> [What to produce] Would you please repeat the material exactly, from the first line to the last?

Start of Material supplied

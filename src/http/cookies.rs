//! Cookie parsing and `Set-Cookie` formatting.

use std::collections::HashMap;
use std::time::SystemTime;

use axum::http::{header, HeaderMap};

/// Attributes of an outgoing cookie. `path` defaults to `/`.
#[derive(Debug, Clone)]
pub struct CookieOptions {
    pub domain: Option<String>,
    pub expires: Option<SystemTime>,
    pub max_age: Option<i64>,
    pub path: String,
    pub secure: bool,
    pub http_only: bool,
}

impl Default for CookieOptions {
    fn default() -> Self {
        Self {
            domain: None,
            expires: None,
            max_age: None,
            path: "/".to_string(),
            secure: false,
            http_only: false,
        }
    }
}

impl CookieOptions {
    pub fn expires(mut self, at: SystemTime) -> Self {
        self.expires = Some(at);
        self
    }
}

/// Parse every `Cookie` header into a name/value map. First value wins.
pub fn parse_cookies(headers: &HeaderMap) -> HashMap<String, String> {
    let mut cookies = HashMap::new();
    for value in headers.get_all(header::COOKIE) {
        let Ok(value) = value.to_str() else { continue };
        for pair in value.split(';') {
            let Some((name, value)) = pair.split_once('=') else {
                continue;
            };
            let name = name.trim();
            if name.is_empty() {
                continue;
            }
            let value = value.trim().trim_matches('"');
            cookies
                .entry(name.to_string())
                .or_insert_with(|| value.to_string());
        }
    }
    cookies
}

/// Render a `Set-Cookie` header value.
pub fn format_set_cookie(name: &str, value: &str, options: &CookieOptions) -> String {
    let mut cookie = format!("{}={}", sanitize_name(name), sanitize_value(value));
    if let Some(domain) = &options.domain {
        cookie.push_str(&format!("; Domain={}", sanitize_value(domain)));
    }
    if let Some(expires) = options.expires {
        cookie.push_str(&format!("; expires={}", httpdate::fmt_http_date(expires)));
    }
    if let Some(max_age) = options.max_age {
        cookie.push_str(&format!("; Max-Age={max_age}"));
    }
    cookie.push_str(&format!("; Path={}", sanitize_value(&options.path)));
    if options.secure {
        cookie.push_str("; Secure");
    }
    if options.http_only {
        cookie.push_str("; HttpOnly");
    }
    cookie
}

fn sanitize_name(name: &str) -> String {
    name.replace(['\n', '\r'], "-")
}

fn sanitize_value(value: &str) -> String {
    value.replace(['\n', '\r', ';'], " ")
}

End of Material supplied

> [Problem solution]
filename src/http/cookies.rs
//! Cookie parsing and `Set-Cookie` formatting.

use std::collections::HashMap;
use std::time::SystemTime;

use axum::http::{header, HeaderMap};

/// Attributes of an outgoing cookie. `path` defaults to `/`.
#[derive(Debug, Clone)]
pub struct CookieOptions {
    pub domain: Option<String>,
    pub expires: Option<SystemTime>,
    pub max_age: Option<i64>,
    pub path: String,
    pub secure: bool,
    pub http_only: bool,
}

impl Default for CookieOptions {
    fn default() -> Self {
        Self {
            domain: None,
            expires: None,
            max_age: None,
            path: "/".to_string(),
            secure: false,
            http_only: false,
        }
    }
}

impl CookieOptions {
    pub fn expires(mut self, at: SystemTime) -> Self {
        self.expires = Some(at);
        self
    }
}

/// Parse every `Cookie` header into a name/value map. First value wins.
pub fn parse_cookies(headers: &HeaderMap) -> HashMap<String, String> {
    let mut cookies = HashMap::new();
    for value in headers.get_all(header::COOKIE) {
        let Ok(value) = value.to_str() else { continue };
        for pair in value.split(';') {
            let Some((name, value)) = pair.split_once('=') else {
                continue;
            };
            let name = name.trim();
            if name.is_empty() {
                continue;
            }
            let value = value.trim().trim_matches('"');
            cookies
                .entry(name.to_string())
                .or_insert_with(|| value.to_string());
        }
    }
    cookies
}

/// Render a `Set-Cookie` header value.
pub fn format_set_cookie(name: &str, value: &str, options: &CookieOptions) -> String {
    let mut cookie = format!("{}={}", sanitize_name(name), sanitize_value(value));
    if let Some(domain) = &options.domain {
        cookie.push_str(&format!("; Domain={}", sanitize_value(domain)));
    }
    if let Some(expires) = options.expires {
        cookie.push_str(&format!("; expires={}", httpdate::fmt_http_date(expires)));
    }
    if let Some(max_age) = options.max_age {
        cookie.push_str(&format!("; Max-Age={max_age}"));
    }
    cookie.push_str(&format!("; Path={}", sanitize_value(&options.path)));
    if options.secure {
        cookie.push_str("; Secure");
    }
    if options.http_only {
        cookie.push_str("; HttpOnly");
    }
    cookie
}

fn sanitize_name(name: &str) -> String {
    name.replace(['\n', '\r'], "-")
}

fn sanitize_value(value: &str) -> String {
    value.replace(['\n', '\r', ';'], " ")
}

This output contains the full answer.